We all experience consumer price pressures. Almost everything that a typical U.S. household buys has become more expensive, as broad consumer price inflation rose at its fastest pace over the first nine months of 2021 since 1990, according to the Bureau of Labor Statistics (BLS). Although energy represented only 7.3 percent of the typical basket of goods that BLS measures, it has historically influenced the prices of virtually everything.

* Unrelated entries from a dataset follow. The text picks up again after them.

impl TrafficRule {
    /// Validate the rule; errors are path-prefixed by the caller.
    pub fn validate(&self) -> validation::Result {
        if self.priority < 1 || self.priority > 65535 {
            return Err(ValidationError::new("priority must be in [1..65535]"));
        }
        if self.source.is_none() && self.destination.is_none() {
            return Err(ValidationError::new(
                "source & destination cannot both be empty",
            ));
        }
        if let Some(source) = &self.source {
            source.validate().map_err(|err| err.prefixed("source"))?;
        }
        if let Some(destination) = &self.destination {
            destination
                .validate()
                .map_err(|err| err.prefixed("destination"))?;
        }
        let Some(target) = &self.target else {
            return Err(ValidationError::new("target cannot be empty"));
        };
        target.validate().map_err(|err| err.prefixed("target"))?;
        Ok(())
    }
}

/// Matches traffic by one or more of MAC, IP, or GTP filters.
#[derive(Debug, Clone, Default, PartialEq, Serialize, Deserialize)]
pub struct TrafficSelector {
    /// Free-form description.
    #[serde(default)]
    pub description: String,
    /// MAC address filter.
    #[serde(rename = "mac_filter", default)]
    pub macs: Option<MacFilter>,
    /// IP filter.
    #[serde(rename = "ip_filter", default)]
    pub ip: Option<IpFilter>,
    /// GTP filter.
    #[serde(rename = "gtp_filter", default)]
    pub gtp: Option<GtpFilter>,
}

impl TrafficSelector {
    /// Validate the selector; at least one filter must be present.
    pub fn validate(&self) -> validation::Result {
        if self.macs.is_none() && self.ip.is_none() && self.gtp.is_none() {
            return Err(ValidationError::new(
                "mac_filter|ip_filter|gtp_filter cannot all be nil",
            ));
        }
        if let Some(macs) = &self.macs {
            macs.validate().map_err(|err| err.prefixed("mac_filter"))?;
        }
        if let Some(ip) = &self.ip {
            ip.validate().map_err(|err| err.prefixed("ip_filter"))?;
        }
        if let Some(gtp) = &self.gtp {
            gtp.validate().map_err(|err| err.prefixed("gtp_filter"))?;
        }
        Ok(())
    }
}

/// What to do with matched traffic.
#[derive(Debug, Clone, Default, PartialEq, Serialize, Deserialize)]
pub struct TrafficTarget {
    /// Free-form description.
    #[serde(default)]
    pub description: String,
    /// One of `accept`, `reject`, `drop`.
    #[serde(default)]
    pub action: String,
    /// Optional MAC rewrite.
    #[serde(rename = "mac_modifier", default)]
    pub mac: Option<MacModifier>,
    /// Optional IP/port rewrite.
    #[serde(rename = "ip_modifier", default)]
    pub ip: Option<IpModifier>,
}

impl TrafficTarget {
    /// Validate the target action and modifiers.
    pub fn validate(&self) -> validation::Result {
        match self.action.as_str() {
            "accept" | "reject" | "drop" => {}
            _ => {
                return Err(ValidationError::new(
                    "action must be one of [accept, reject, drop]",
                ))
            }
        }
        if let Some(mac) = &self.mac {
            mac.validate().map_err(|err| err.prefixed("mac_modifier"))?;
        }
        if let Some(ip) = &self.ip {
            ip.validate().map_err(|err| err.prefixed("ip_modifier"))?;
        }
        Ok(())
    }
}

/// Filter on hardware addresses.
#[derive(Debug, Clone, Default, PartialEq, Serialize, Deserialize)]
pub struct MacFilter {
    /// Matched MAC addresses.
    #[serde(rename = "mac_addresses", default)]
    pub macs: Vec<String>,
}

impl MacFilter {
    /// Validate every listed MAC.
    pub fn validate(&self) -> validation::Result {
        for (i, mac) in self.macs.iter().enumerate() {
            if validation::parse_mac(mac).is_err() {
                return Err(ValidationError::new(format!(
                    "mac_addresses[{i}] could not be parsed (invalid MAC address {mac})"
                )));
            }
        }
        Ok(())
    }
}

/// Filter on address, mask, port range and protocol.
#[derive(Debug, Clone, Default, PartialEq, Serialize, Deserialize)]
pub struct IpFilter {
    /// IP address to match.
    #[serde(default)]
    pub address: String,
    /// Network mask bits; 0..=128.
    #[serde(default)]
    pub mask: i64,
    /// Start of the matched port range; 0..=65535.
    #[serde(default)]
    pub begin_port: i64,
    /// End of the matched port range; 0..=65535, >= begin_port.
    #[serde(default)]
    pub end_port: i64,
    /// One of `tcp`, `udp`, `icmp`, `sctp`, `all`.
    #[serde(default)]
    pub protocol: String,
}

impl IpFilter {
    /// Validate address, mask, port range and protocol.
    pub fn validate(&self) -> validation::Result {
        validation::parse_ip(&self.address)?;
        if self.mask < 0 || self.mask > 128 {
            return Err(ValidationError::new("mask must be in [0..128]"));
        }
        if self.begin_port < 0 || self.begin_port > 65535 {
            return Err(ValidationError::new("begin_port must be in [0..65535]"));
        }
        if self.end_port < 0 || self.end_port > 65535 {
            return Err(ValidationError::new("end_port must be in [0..65535]"));
        }
        if self.begin_port > self.end_port {
            return Err(ValidationError::new("begin_port must be <= end_port"));
        }
        match self.protocol.as_str() {
            "tcp" | "udp" | "icmp" | "sctp" | "all" => Ok(()),
            _ => Err(ValidationError::new(
                "protocol must be one of [tcp, udp, icmp, sctp, all]",
            )),
        }
    }
}

/// Filter on GTP tunnel endpoints and subscriber identities.
#[derive(Debug, Clone, Default, PartialEq, Serialize, Deserialize)]
pub struct GtpFilter {
    /// GTP endpoint address; required.
    #[serde(default)]
    pub address: String,
    /// Network mask bits; 0..=128.
    #[serde(default)]
    pub mask: i64,
    /// Matched IMSIs; each 14 or 15 decimal digits.
    #[serde(default)]
    pub imsis: Vec<String>,
}

impl GtpFilter {
    /// Validate address, mask and IMSIs.
    pub fn validate(&self) -> validation::Result {
        if self.address.is_empty() {
            return Err(ValidationError::new("address cannot be empty"));
        }
        validation::parse_ip(&self.address)?;
        if self.mask < 0 || self.mask > 128 {
            return Err(ValidationError::new("mask must be in [0..128]"));
        }
        for (i, imsi) in self.imsis.iter().enumerate() {
            let digits = (imsi.len() == 14 || imsi.len() == 15)
                && imsi.chars().all(|c| c.is_ascii_digit());
            if !digits {
                return Err(ValidationError::new(format!(
                    "imsis[{i}] must be 14 or 15 digits"
                )));
            }
        }
        Ok(())
    }
}

/// Rewrites the destination hardware address.
#[derive(Debug, Clone, Default, PartialEq, Serialize, Deserialize)]
pub struct MacModifier {
    /// Replacement MAC address.
    #[serde(default)]
    pub mac_address: String,
}

impl MacModifier {
    /// Validate the replacement MAC.
    pub fn validate(&self) -> validation::Result {
        validation::parse_mac(&self.mac_address).map_err(|_| {
            ValidationError::new(format!(
                "mac_address could not be parsed (invalid MAC address {})",
                self.mac_address
            ))
        })
    }
}

/// Rewrites the destination address and port.
#[derive(Debug, Clone, Default, PartialEq, Serialize, Deserialize)]
pub struct IpModifier {
    /// Replacement IP address.
    #[serde(default)]
    pub address: String,
    /// Replacement port; 1..=65535.
    #[serde(default)]
    pub port: i64,
}

impl IpModifier {
    /// Validate the replacement address and port.
    pub fn validate(&self) -> validation::Result {
        validation::parse_ip(&self.address)?;
        if self.port < 1 || self.port > 65535 {
            return Err(ValidationError::new("port must be in [1..65535]"));
        }
        Ok(())
    }
}

#[cfg(test)]
mod tests {
    use super::*;

    fn policy() -> TrafficPolicy {
        TrafficPolicy {
            id: "9d740cee-035f-4076-847c-d1c80cdf19db".into(),
            name: "block-inbound".into(),
            rules: vec![TrafficRule {
                description: "inbound from sensor net".into(),
                priority: 5,
                source: Some(TrafficSelector {
                    description: String::new(),
                    macs: None,
                    ip: Some(IpFilter {
                        address: "223.1.1.0".into(),
                        mask: 24,
                        begin_port: 2000,
                        end_port: 2012,
                        protocol: "tcp".into(),
                    }),
                    gtp: None,
                }),
                destination: None,
                target: Some(TrafficTarget {
                    description: String::new(),
                    action: "drop".into(),
                    mac: None,
                    ip: None,
                }),
            }],
        }
    }

    #[test]
    fn valid_policy_passes() {
        assert!(policy().validate().is_ok());
    }

    #[test]
    fn empty_rules_rejected() {
        let mut p = policy();
        p.rules.clear();
        assert_eq!(
            p.validate().unwrap_err().to_string(),
            "rules cannot be empty"
        );
    }

    #[test]
    fn begin_port_error_carries_full_path() {
        let mut p = policy();
        p.rules[0].source.as_mut().unwrap().ip.as_mut().unwrap().begin_port = -1;
        assert_eq!(
            p.validate().unwrap_err().to_string(),
            "rules[0].source.ip_filter.begin_port must be in [0..65535]"
        );
    }

    #[test]
    fn destination_path_is_distinguished_from_source() {
        let mut p = policy();
        p.rules[0].destination = p.rules[0].source.take();
        p.rules[0]
            .destination
            .as_mut()
            .unwrap()
            .ip
            .as_mut()
            .unwrap()
            .mask = 129;
        assert_eq!(
            p.validate().unwrap_err().to_string(),
            "rules[0].destination.ip_filter.mask must be in [0..128]"
        );
    }

    #[test]
    fn rule_requires_some_selector() {
        let mut p = policy();
        p.rules[0].source = None;
        assert_eq!(
            p.validate().unwrap_err().to_string(),
            "rules[0].source & destination cannot both be empty"
        );
    }

    #[test]
    fn selector_requires_some_filter() {
        let mut p = policy();
        p.rules[0].source = Some(TrafficSelector::default());
        assert_eq!(
            p.validate().unwrap_err().to_string(),
            "rules[0].source.mac_filter|ip_filter|gtp_filter cannot all be nil"
        );
    }

    #[test]
    fn port_range_must_be_ordered() {
        let mut p = policy();
        let ip = p.rules[0].source.as_mut().unwrap().ip.as_mut().unwrap();
        ip.begin_port = 300;
        ip.end_port = 200;
        assert_eq!(
            p.validate().unwrap_err().to_string(),
            "rules[0].source.ip_filter.begin_port must be <= end_port"
        );
    }

    #[test]
    fn target_action_is_constrained() {
        let mut p = policy();
        p.rules[0].target.as_mut().unwrap().action = "mirror".into();
        assert_eq!(
            p.validate().unwrap_err().to_string(),
            "rules[0].target.action must be one of [accept, reject, drop]"
        );
    }

    #[test]
    fn mac_filter_error_text_joins_with_a_space() {
        let mut p = policy();
        let source = p.rules[0].source.as_mut().unwrap();
        source.ip = None;
        source.macs = Some(MacFilter {
            macs: vec!["aa".into()],
        });
        assert_eq!(
            p.validate().unwrap_err().to_string(),
            "rules[0].source.mac_filter.mac_addresses[0] could not be parsed \
             (invalid MAC address aa)"
        );
    }

    #[test]
    fn mac_modifier_error_text_joins_with_a_space() {
        let mut p = policy();
        p.rules[0].target.as_mut().unwrap().mac = Some(MacModifier {
            mac_address: "bb".into(),
        });
        assert_eq!(
            p.validate().unwrap_err().to_string(),
            "rules[0].target.mac_modifier.mac_address could not be parsed \
             (invalid MAC address bb)"
        );
    }

    #[test]
    fn gtp_filter_validates_imsis() {
        let mut p = policy();
        p.rules[0].source.as_mut().unwrap().ip = None;
        p.rules[0].source.as_mut().unwrap().gtp = Some(GtpFilter {
            address: "10.0.0.1".into(),
            mask: 32,
            imsis: vec!["1234".into()],
        });
        assert_eq!(
            p.validate().unwrap_err().to_string(),
            "rules[0].source.gtp_filter.imsis[0] must be 14 or 15 digits"
        );
    }

    #[test]
    fn modifier_port_is_one_based() {
        let mut p = policy();
        p.rules[0].target.as_mut().unwrap().ip = Some(IpModifier {
            address: "10.0.0.9".into(),
            port: 0,
        });
        assert_eq!(
            p.validate().unwrap_err().to_string(),
            "rules[0].target.ip_modifier.port must be in [1..65535]"
        );
    }

    #[test]
    fn json_round_trip_uses_original_field_names() {
        let p = policy();
        let json = serde_json::to_string(&p).unwrap();
        assert!(json.contains("\"traffic_rules\""));
        assert!(json.contains("\"ip_filter\""));
        assert!(json.contains("\"begin_port\""));
        let back: TrafficPolicy = serde_json::from_str(&json).unwrap();
        assert_eq!(back, p);
    }
}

And now workforce and supply chain-related challenges have contributed additional upward price pressures on wages, housing and many other goods that, when they do fall in price, tend to be "sticky" and come down relatively slowly. By the numbers, price inflation of 6.2 percent year-over-year in October has meant $317 per month in increased costs for a median household (with total expenditures of $61,334 in 2020, per BLS). That's significant by itself and looms even larger because households are projected to spend more in the coming months for winter fuels, according to EIA.
This is the potential short-term horizon, and as economists, we often say that the long-run is made up of many short-runs.
What appears to be long-run considerations for the energy transition could have real impacts on investment, production and, thus, consumer prices today. For example, FERC Chairman Richard Glick referred to the "electricity transition" in his keynote at the U.S. Association for Energy Economics' annual conference, boldly asserting, "We know where the future is headed." The Biden administration has suggested that nearly half of U.S. electricity could stem from solar by 2050.
To be clear, this is the heavy hand of government tipping the proverbial scale of technologies that compete head-to-head in the power sector, confounded by the administration's resistance to pipeline infrastructure and resource access on federal lands, as well as a revealed preference for a dependence on proprietary technologies and foreign components and resources.
Collectively, the 2020 COVID-19 recession taught a couple of lessons:
- Economic and energy demand have continued to go hand in hand. We saw this during the downturn, and it's equally clear in the rebound so far because global energy systems require a massive scale of energy, including energy-dense thermal sources that are available when they are needed. Changes to the energy mix are inevitable over time, but a lack of pragmatism about the cost and pace of changes could risk households' ability to make ends meet.
- Lowering emissions through an economic contraction is neither sustainable nor desirable. U.S. energy policies - like the proposed methane fee and the Clean Electricity Performance Program - risk increasing costs and limiting the role of U.S. natural gas in continuing to drive emissions reductions. This is especially true in the power sector, where carbon dioxide emissions are at their lowest levels in a generation largely because of natural gas displacing coal.
These risks - to consumers, businesses and public finances - could be like a hammer hitting the thumb that the administration has placed to tip the scales.
Although it may have seemed like governments addressed the economic malaise, money is not free. There are problems that money can solve, and others - like the development and diffusion of technologies across global markets - that require efficient price signals to bring about rational outcomes.
Imposing a positive, economy-wide price on carbon dioxide emissions, for example, could help this process and motivate investments in new technologies, while keeping the pulse of American consumers and businesses alive.
But with this approach, the Biden administration would not be able to determine winners and losers. After all, Glick said that they know where markets are headed.